• [INFORMATION SUPPLIED]:
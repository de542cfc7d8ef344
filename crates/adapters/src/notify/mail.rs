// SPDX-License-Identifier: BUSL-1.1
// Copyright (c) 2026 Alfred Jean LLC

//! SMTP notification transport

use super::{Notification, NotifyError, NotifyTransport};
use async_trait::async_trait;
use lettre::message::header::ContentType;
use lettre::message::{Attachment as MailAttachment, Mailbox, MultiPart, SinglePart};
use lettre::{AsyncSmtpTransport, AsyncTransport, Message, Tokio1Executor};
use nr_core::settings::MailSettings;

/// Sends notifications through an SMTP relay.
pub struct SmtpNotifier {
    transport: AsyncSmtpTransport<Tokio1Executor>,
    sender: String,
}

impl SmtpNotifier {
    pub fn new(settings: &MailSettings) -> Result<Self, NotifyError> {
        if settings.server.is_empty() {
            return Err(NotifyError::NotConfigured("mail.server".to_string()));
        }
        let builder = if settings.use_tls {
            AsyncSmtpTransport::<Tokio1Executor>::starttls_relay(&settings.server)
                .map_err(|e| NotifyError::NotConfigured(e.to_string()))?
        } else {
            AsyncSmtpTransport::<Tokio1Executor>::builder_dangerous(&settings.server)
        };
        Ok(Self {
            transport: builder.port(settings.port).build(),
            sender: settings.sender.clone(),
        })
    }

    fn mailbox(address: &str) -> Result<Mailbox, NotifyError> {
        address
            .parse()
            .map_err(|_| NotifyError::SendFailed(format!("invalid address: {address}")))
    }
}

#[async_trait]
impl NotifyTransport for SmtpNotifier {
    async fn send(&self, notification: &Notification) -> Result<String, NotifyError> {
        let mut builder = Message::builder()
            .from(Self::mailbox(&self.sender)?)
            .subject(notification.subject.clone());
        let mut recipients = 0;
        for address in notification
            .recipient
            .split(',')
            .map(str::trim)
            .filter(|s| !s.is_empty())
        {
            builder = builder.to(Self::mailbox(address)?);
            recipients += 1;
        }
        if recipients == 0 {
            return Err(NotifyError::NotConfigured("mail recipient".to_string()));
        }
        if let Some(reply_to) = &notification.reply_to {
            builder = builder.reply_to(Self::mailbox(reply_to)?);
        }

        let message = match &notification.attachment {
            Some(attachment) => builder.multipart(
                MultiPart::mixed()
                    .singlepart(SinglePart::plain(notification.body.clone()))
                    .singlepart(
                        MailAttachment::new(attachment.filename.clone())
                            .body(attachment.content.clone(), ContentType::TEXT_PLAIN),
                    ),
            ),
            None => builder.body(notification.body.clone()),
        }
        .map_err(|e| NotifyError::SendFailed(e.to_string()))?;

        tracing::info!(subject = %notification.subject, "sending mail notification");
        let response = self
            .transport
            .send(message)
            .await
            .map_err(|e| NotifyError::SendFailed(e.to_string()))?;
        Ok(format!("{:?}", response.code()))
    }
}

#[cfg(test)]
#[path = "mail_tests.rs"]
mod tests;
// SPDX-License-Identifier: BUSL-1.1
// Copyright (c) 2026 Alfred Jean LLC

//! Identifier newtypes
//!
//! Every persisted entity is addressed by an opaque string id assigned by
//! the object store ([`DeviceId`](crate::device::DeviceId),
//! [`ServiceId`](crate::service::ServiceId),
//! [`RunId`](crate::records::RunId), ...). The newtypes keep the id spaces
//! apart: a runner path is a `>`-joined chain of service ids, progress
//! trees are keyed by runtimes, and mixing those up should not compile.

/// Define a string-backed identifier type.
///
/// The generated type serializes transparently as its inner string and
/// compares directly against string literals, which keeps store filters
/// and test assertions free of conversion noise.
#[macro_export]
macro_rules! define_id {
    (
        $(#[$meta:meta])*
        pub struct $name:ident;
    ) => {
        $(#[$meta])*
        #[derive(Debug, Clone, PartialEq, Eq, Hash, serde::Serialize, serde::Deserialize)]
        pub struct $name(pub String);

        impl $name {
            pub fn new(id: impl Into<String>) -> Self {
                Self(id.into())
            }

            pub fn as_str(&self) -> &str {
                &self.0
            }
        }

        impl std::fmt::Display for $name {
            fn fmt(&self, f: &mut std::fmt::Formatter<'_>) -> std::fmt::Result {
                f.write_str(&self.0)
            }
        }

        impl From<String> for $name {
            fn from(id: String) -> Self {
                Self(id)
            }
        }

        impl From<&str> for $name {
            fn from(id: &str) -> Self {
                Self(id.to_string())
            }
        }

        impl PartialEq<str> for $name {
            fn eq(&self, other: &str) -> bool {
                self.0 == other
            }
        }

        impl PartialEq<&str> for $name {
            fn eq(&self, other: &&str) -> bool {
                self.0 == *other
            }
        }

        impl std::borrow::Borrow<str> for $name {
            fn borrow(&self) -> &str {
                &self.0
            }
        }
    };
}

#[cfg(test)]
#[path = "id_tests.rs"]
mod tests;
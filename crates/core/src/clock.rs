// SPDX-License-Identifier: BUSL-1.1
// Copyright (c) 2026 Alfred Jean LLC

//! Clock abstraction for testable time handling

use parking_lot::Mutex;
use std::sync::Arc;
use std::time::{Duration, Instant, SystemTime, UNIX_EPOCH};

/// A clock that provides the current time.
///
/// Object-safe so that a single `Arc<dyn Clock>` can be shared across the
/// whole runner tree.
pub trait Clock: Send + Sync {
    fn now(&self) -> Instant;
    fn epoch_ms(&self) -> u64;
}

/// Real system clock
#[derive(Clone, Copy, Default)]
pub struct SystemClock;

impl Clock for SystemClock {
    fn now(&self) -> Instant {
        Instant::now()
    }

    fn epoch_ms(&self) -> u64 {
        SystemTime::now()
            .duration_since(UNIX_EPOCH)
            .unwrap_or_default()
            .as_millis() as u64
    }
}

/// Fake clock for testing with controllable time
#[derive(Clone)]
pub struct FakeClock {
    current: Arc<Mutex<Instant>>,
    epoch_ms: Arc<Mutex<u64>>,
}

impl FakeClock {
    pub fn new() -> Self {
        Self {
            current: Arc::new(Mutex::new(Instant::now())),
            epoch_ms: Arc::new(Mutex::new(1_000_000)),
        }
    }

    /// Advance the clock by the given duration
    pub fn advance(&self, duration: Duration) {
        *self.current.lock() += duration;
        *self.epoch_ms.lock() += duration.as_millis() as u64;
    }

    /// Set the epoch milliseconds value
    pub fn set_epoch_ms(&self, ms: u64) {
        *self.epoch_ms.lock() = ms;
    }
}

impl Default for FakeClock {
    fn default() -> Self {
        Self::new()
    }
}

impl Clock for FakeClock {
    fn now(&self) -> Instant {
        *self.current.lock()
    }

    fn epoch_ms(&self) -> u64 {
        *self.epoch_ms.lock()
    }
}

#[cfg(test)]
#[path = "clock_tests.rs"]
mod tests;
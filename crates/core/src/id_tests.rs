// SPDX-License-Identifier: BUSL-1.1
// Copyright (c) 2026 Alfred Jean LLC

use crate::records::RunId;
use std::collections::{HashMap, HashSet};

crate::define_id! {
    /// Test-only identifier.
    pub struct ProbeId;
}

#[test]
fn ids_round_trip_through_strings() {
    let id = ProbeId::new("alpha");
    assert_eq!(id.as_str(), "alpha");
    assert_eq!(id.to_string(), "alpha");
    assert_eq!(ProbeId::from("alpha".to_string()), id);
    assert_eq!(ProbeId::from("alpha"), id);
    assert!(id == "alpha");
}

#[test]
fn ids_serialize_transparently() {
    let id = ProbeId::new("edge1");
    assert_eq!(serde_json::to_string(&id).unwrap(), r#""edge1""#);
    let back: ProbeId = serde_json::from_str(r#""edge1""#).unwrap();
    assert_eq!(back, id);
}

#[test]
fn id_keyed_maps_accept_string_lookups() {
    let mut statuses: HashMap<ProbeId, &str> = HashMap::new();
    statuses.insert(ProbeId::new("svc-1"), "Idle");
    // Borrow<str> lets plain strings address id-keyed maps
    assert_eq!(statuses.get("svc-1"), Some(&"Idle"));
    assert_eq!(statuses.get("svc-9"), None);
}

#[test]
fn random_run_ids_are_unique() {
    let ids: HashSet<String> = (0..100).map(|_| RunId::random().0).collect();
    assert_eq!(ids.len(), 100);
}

• [WHAT NEEDS TO BE DONE]: Reproduce only the lines above spanning from the line containing "use std::sync::Arc;" through the line containing "impl Clock for SystemClock", word for word.

• [SOLUTION FOR THIS TASK]:
use std::sync::Arc;
use std::time::{Duration, Instant, SystemTime, UNIX_EPOCH};

/// A clock that provides the current time.
///
/// Object-safe so that a single `Arc<dyn Clock>` can be shared across the
/// whole runner tree.
pub trait Clock: Send + Sync {
    fn now(&self) -> Instant;
    fn epoch_ms(&self) -> u64;
}

/// Real system clock
#[derive(Clone, Copy, Default)]
pub struct SystemClock;

impl Clock for SystemClock {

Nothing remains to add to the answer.